Collected data entries:
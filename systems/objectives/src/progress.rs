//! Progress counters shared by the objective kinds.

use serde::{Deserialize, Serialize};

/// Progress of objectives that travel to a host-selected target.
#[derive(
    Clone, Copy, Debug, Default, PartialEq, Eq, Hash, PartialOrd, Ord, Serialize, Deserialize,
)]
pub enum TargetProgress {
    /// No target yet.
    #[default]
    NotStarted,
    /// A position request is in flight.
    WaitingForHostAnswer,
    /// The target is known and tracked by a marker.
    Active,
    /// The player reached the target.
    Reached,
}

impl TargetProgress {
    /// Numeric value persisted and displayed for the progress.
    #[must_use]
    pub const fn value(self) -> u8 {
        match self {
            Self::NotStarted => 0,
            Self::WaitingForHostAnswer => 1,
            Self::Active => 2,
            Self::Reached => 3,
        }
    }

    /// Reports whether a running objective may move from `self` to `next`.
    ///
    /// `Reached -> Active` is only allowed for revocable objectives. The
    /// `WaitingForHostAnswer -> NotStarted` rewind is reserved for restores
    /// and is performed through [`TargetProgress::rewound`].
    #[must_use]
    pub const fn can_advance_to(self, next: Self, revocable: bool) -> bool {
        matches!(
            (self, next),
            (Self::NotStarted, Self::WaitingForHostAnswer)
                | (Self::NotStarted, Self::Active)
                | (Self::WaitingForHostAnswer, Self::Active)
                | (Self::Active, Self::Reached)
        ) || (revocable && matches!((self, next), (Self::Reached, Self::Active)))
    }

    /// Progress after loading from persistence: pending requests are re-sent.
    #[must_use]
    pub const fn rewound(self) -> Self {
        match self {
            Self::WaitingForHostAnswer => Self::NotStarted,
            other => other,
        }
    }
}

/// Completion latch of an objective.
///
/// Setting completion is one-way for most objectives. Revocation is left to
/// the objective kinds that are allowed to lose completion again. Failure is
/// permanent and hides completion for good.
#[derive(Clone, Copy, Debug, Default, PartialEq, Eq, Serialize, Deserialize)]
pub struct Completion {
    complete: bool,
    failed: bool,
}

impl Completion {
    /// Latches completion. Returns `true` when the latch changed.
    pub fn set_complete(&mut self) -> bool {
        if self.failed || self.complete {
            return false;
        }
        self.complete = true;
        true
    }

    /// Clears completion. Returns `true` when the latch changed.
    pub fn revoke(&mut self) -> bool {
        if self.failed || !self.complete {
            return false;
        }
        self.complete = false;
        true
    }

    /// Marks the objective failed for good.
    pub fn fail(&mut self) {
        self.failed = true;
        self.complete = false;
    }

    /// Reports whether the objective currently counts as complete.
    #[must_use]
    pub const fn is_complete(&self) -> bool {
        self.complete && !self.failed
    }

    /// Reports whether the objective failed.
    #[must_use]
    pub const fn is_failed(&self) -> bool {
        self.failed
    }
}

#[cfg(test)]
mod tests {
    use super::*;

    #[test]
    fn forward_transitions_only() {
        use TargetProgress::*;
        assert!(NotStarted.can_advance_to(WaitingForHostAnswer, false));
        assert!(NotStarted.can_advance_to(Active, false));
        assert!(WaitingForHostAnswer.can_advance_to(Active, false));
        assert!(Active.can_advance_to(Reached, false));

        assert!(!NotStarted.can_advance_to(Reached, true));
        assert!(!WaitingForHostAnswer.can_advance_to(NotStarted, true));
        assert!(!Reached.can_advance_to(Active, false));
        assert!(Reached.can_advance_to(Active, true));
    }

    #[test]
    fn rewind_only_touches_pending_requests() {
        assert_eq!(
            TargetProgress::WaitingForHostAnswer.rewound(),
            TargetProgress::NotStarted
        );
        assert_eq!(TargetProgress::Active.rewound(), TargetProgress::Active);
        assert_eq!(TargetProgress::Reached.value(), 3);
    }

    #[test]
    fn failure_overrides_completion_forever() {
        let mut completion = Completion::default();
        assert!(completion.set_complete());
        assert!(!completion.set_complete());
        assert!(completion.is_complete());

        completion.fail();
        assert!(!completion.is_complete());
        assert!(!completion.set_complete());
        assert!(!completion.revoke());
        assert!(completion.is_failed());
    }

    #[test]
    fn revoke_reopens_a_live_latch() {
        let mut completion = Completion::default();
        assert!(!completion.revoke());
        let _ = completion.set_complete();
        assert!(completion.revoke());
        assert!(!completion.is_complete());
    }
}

§ Exercise instructions
All of the entries above need to be printed again exactly.

§ Solution
filename systems/objectives/src/progress.rs
//! Progress counters shared by the objective kinds.

use serde::{Deserialize, Serialize};

/// Progress of objectives that travel to a host-selected target.
#[derive(
    Clone, Copy, Debug, Default, PartialEq, Eq, Hash, PartialOrd, Ord, Serialize, Deserialize,
)]
pub enum TargetProgress {
    /// No target yet.
    #[default]
    NotStarted,
    /// A position request is in flight.
    WaitingForHostAnswer,
    /// The target is known and tracked by a marker.
    Active,
    /// The player reached the target.
    Reached,
}

impl TargetProgress {
    /// Numeric value persisted and displayed for the progress.
    #[must_use]
    pub const fn value(self) -> u8 {
        match self {
            Self::NotStarted => 0,
            Self::WaitingForHostAnswer => 1,
            Self::Active => 2,
            Self::Reached => 3,
        }
    }

    /// Reports whether a running objective may move from `self` to `next`.
    ///
    /// `Reached -> Active` is only allowed for revocable objectives. The
    /// `WaitingForHostAnswer -> NotStarted` rewind is reserved for restores
    /// and is performed through [`TargetProgress::rewound`].
    #[must_use]
    pub const fn can_advance_to(self, next: Self, revocable: bool) -> bool {
        matches!(
            (self, next),
            (Self::NotStarted, Self::WaitingForHostAnswer)
                | (Self::NotStarted, Self::Active)
                | (Self::WaitingForHostAnswer, Self::Active)
                | (Self::Active, Self::Reached)
        ) || (revocable && matches!((self, next), (Self::Reached, Self::Active)))
    }

    /// Progress after loading from persistence: pending requests are re-sent.
    #[must_use]
    pub const fn rewound(self) -> Self {
        match self {
            Self::WaitingForHostAnswer => Self::NotStarted,
            other => other,
        }
    }
}

/// Completion latch of an objective.
///
/// Setting completion is one-way for most objectives. Revocation is left to
/// the objective kinds that are allowed to lose completion again. Failure is
/// permanent and hides completion for good.
#[derive(Clone, Copy, Debug, Default, PartialEq, Eq, Serialize, Deserialize)]
pub struct Completion {
    complete: bool,
    failed: bool,
}

impl Completion {
    /// Latches completion. Returns `true` when the latch changed.
    pub fn set_complete(&mut self) -> bool {
        if self.failed || self.complete {
            return false;
        }
        self.complete = true;
        true
    }

    /// Clears completion. Returns `true` when the latch changed.
    pub fn revoke(&mut self) -> bool {
        if self.failed || !self.complete {
            return false;
        }
        self.complete = false;
        true
    }

    /// Marks the objective failed for good.
    pub fn fail(&mut self) {
        self.failed = true;
        self.complete = false;
    }

    /// Reports whether the objective currently counts as complete.
    #[must_use]
    pub const fn is_complete(&self) -> bool {
        self.complete && !self.failed
    }

    /// Reports whether the objective failed.
    #[must_use]
    pub const fn is_failed(&self) -> bool {
        self.failed
    }
}

#[cfg(test)]
mod tests {
    use super::*;

    #[test]
    fn forward_transitions_only() {
        use TargetProgress::*;
        assert!(NotStarted.can_advance_to(WaitingForHostAnswer, false));
        assert!(NotStarted.can_advance_to(Active, false));
        assert!(WaitingForHostAnswer.can_advance_to(Active, false));
        assert!(Active.can_advance_to(Reached, false));

        assert!(!NotStarted.can_advance_to(Reached, true));
        assert!(!WaitingForHostAnswer.can_advance_to(NotStarted, true));
        assert!(!Reached.can_advance_to(Active, false));
        assert!(Reached.can_advance_to(Active, true));
    }

    #[test]
    fn rewind_only_touches_pending_requests() {
        assert_eq!(
            TargetProgress::WaitingForHostAnswer.rewound(),
            TargetProgress::NotStarted
        );
        assert_eq!(TargetProgress::Active.rewound(), TargetProgress::Active);
        assert_eq!(TargetProgress::Reached.value(), 3);
    }

    #[test]
    fn failure_overrides_completion_forever() {
        let mut completion = Completion::default();
        assert!(completion.set_complete());
        assert!(!completion.set_complete());
        assert!(completion.is_complete());

        completion.fail();
        assert!(!completion.is_complete());
        assert!(!completion.set_complete());
        assert!(!completion.revoke());
        assert!(completion.is_failed());
    }

    #[test]
    fn revoke_reopens_a_live_latch() {
        let mut completion = Completion::default();
        assert!(!completion.revoke());
        let _ = completion.set_complete();
        assert!(completion.revoke());
        assert!(!completion.is_complete());
    }
}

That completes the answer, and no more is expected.